## Exercise brief:
For this exercise, print the records below verbatim.

(Saved data entries)

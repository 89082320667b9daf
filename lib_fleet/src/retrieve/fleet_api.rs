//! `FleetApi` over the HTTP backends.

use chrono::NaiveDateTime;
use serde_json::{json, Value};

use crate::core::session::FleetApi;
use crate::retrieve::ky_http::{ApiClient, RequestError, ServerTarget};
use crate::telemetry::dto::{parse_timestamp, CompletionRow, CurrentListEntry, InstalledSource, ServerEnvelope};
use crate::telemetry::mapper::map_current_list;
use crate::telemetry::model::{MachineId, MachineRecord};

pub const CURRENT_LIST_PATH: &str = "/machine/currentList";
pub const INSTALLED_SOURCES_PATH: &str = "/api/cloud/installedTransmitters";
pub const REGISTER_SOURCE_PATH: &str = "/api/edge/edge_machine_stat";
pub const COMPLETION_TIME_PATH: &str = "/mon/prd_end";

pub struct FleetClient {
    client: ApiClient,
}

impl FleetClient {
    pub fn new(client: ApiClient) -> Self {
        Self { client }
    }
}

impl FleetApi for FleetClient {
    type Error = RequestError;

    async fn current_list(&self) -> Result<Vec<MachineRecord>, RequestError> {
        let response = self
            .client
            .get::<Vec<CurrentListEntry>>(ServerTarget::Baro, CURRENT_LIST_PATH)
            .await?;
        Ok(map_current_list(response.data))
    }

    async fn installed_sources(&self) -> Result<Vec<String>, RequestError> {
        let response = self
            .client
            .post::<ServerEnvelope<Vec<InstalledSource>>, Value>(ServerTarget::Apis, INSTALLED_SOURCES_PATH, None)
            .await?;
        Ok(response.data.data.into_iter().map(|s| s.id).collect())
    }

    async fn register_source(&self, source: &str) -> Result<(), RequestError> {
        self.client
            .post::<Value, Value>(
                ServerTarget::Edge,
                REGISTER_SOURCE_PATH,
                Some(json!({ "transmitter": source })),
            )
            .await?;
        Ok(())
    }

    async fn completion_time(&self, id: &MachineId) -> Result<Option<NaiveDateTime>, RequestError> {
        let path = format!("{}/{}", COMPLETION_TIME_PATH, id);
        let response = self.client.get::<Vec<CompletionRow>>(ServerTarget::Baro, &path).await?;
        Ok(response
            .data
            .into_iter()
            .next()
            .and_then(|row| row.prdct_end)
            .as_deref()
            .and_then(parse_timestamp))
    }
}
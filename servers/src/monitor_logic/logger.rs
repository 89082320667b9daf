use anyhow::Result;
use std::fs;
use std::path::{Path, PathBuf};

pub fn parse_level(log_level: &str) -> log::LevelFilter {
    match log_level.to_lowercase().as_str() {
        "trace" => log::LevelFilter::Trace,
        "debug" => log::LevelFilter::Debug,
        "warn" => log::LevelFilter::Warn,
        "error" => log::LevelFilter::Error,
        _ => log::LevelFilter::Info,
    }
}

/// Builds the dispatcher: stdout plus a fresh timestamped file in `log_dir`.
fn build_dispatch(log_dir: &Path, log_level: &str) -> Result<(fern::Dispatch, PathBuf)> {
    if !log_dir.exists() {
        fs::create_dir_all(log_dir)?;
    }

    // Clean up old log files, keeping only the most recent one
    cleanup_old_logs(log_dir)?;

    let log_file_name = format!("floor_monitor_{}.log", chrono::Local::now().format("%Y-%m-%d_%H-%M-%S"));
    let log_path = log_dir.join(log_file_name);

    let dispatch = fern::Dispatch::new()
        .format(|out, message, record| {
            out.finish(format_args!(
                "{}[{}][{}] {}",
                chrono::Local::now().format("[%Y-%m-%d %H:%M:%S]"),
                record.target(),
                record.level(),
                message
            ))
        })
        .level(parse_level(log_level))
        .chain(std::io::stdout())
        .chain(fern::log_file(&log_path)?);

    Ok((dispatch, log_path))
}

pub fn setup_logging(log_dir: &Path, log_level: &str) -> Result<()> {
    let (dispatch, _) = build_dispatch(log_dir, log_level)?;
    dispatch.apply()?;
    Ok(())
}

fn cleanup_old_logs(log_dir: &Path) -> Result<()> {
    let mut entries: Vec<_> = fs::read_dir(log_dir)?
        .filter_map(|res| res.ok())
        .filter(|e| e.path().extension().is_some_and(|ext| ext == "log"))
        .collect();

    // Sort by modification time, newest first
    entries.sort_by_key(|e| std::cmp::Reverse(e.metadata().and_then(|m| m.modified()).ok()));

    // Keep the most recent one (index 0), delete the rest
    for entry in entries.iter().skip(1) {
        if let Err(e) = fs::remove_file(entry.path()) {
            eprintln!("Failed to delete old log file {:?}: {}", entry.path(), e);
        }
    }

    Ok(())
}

## Answer for the task:
repository 89082320667b9daf
filename lib_fleet/src/retrieve/fleet_api.rs
//! `FleetApi` over the HTTP backends.

use chrono::NaiveDateTime;
use serde_json::{json, Value};

use crate::core::session::FleetApi;
use crate::retrieve::ky_http::{ApiClient, RequestError, ServerTarget};
use crate::telemetry::dto::{parse_timestamp, CompletionRow, CurrentListEntry, InstalledSource, ServerEnvelope};
use crate::telemetry::mapper::map_current_list;
use crate::telemetry::model::{MachineId, MachineRecord};

pub const CURRENT_LIST_PATH: &str = "/machine/currentList";
pub const INSTALLED_SOURCES_PATH: &str = "/api/cloud/installedTransmitters";
pub const REGISTER_SOURCE_PATH: &str = "/api/edge/edge_machine_stat";
pub const COMPLETION_TIME_PATH: &str = "/mon/prd_end";

pub struct FleetClient {
    client: ApiClient,
}

impl FleetClient {
    pub fn new(client: ApiClient) -> Self {
        Self { client }
    }
}

impl FleetApi for FleetClient {
    type Error = RequestError;

    async fn current_list(&self) -> Result<Vec<MachineRecord>, RequestError> {
        let response = self
            .client
            .get::<Vec<CurrentListEntry>>(ServerTarget::Baro, CURRENT_LIST_PATH)
            .await?;
        Ok(map_current_list(response.data))
    }

    async fn installed_sources(&self) -> Result<Vec<String>, RequestError> {
        let response = self
            .client
            .post::<ServerEnvelope<Vec<InstalledSource>>, Value>(ServerTarget::Apis, INSTALLED_SOURCES_PATH, None)
            .await?;
        Ok(response.data.data.into_iter().map(|s| s.id).collect())
    }

    async fn register_source(&self, source: &str) -> Result<(), RequestError> {
        self.client
            .post::<Value, Value>(
                ServerTarget::Edge,
                REGISTER_SOURCE_PATH,
                Some(json!({ "transmitter": source })),
            )
            .await?;
        Ok(())
    }

    async fn completion_time(&self, id: &MachineId) -> Result<Option<NaiveDateTime>, RequestError> {
        let path = format!("{}/{}", COMPLETION_TIME_PATH, id);
        let response = self.client.get::<Vec<CompletionRow>>(ServerTarget::Baro, &path).await?;
        Ok(response
            .data
            .into_iter()
            .next()
            .and_then(|row| row.prdct_end)
            .as_deref()
            .and_then(parse_timestamp))
    }
}
filename servers/src/monitor_logic/logger.rs
repository 89082320667b9daf
use anyhow::Result;
use std::fs;
use std::path::{Path, PathBuf};

pub fn parse_level(log_level: &str) -> log::LevelFilter {
    match log_level.to_lowercase().as_str() {
        "trace" => log::LevelFilter::Trace,
        "debug" => log::LevelFilter::Debug,
        "warn" => log::LevelFilter::Warn,
        "error" => log::LevelFilter::Error,
        _ => log::LevelFilter::Info,
    }
}

/// Builds the dispatcher: stdout plus a fresh timestamped file in `log_dir`.
fn build_dispatch(log_dir: &Path, log_level: &str) -> Result<(fern::Dispatch, PathBuf)> {
    if !log_dir.exists() {
        fs::create_dir_all(log_dir)?;
    }

    // Clean up old log files, keeping only the most recent one
    cleanup_old_logs(log_dir)?;

    let log_file_name = format!("floor_monitor_{}.log", chrono::Local::now().format("%Y-%m-%d_%H-%M-%S"));
    let log_path = log_dir.join(log_file_name);

    let dispatch = fern::Dispatch::new()
        .format(|out, message, record| {
            out.finish(format_args!(
                "{}[{}][{}] {}",
                chrono::Local::now().format("[%Y-%m-%d %H:%M:%S]"),
                record.target(),
                record.level(),
                message
            ))
        })
        .level(parse_level(log_level))
        .chain(std::io::stdout())
        .chain(fern::log_file(&log_path)?);

    Ok((dispatch, log_path))
}

pub fn setup_logging(log_dir: &Path, log_level: &str) -> Result<()> {
    let (dispatch, _) = build_dispatch(log_dir, log_level)?;
    dispatch.apply()?;
    Ok(())
}

fn cleanup_old_logs(log_dir: &Path) -> Result<()> {
    let mut entries: Vec<_> = fs::read_dir(log_dir)?
        .filter_map(|res| res.ok())
        .filter(|e| e.path().extension().is_some_and(|ext| ext == "log"))
        .collect();

    // Sort by modification time, newest first
    entries.sort_by_key(|e| std::cmp::Reverse(e.metadata().and_then(|m| m.modified()).ok()));

    // Keep the most recent one (index 0), delete the rest
    for entry in entries.iter().skip(1) {
        if let Err(e) = fs::remove_file(entry.path()) {
            eprintln!("Failed to delete old log file {:?}: {}", entry.path(), e);
        }
    }

    Ok(())
}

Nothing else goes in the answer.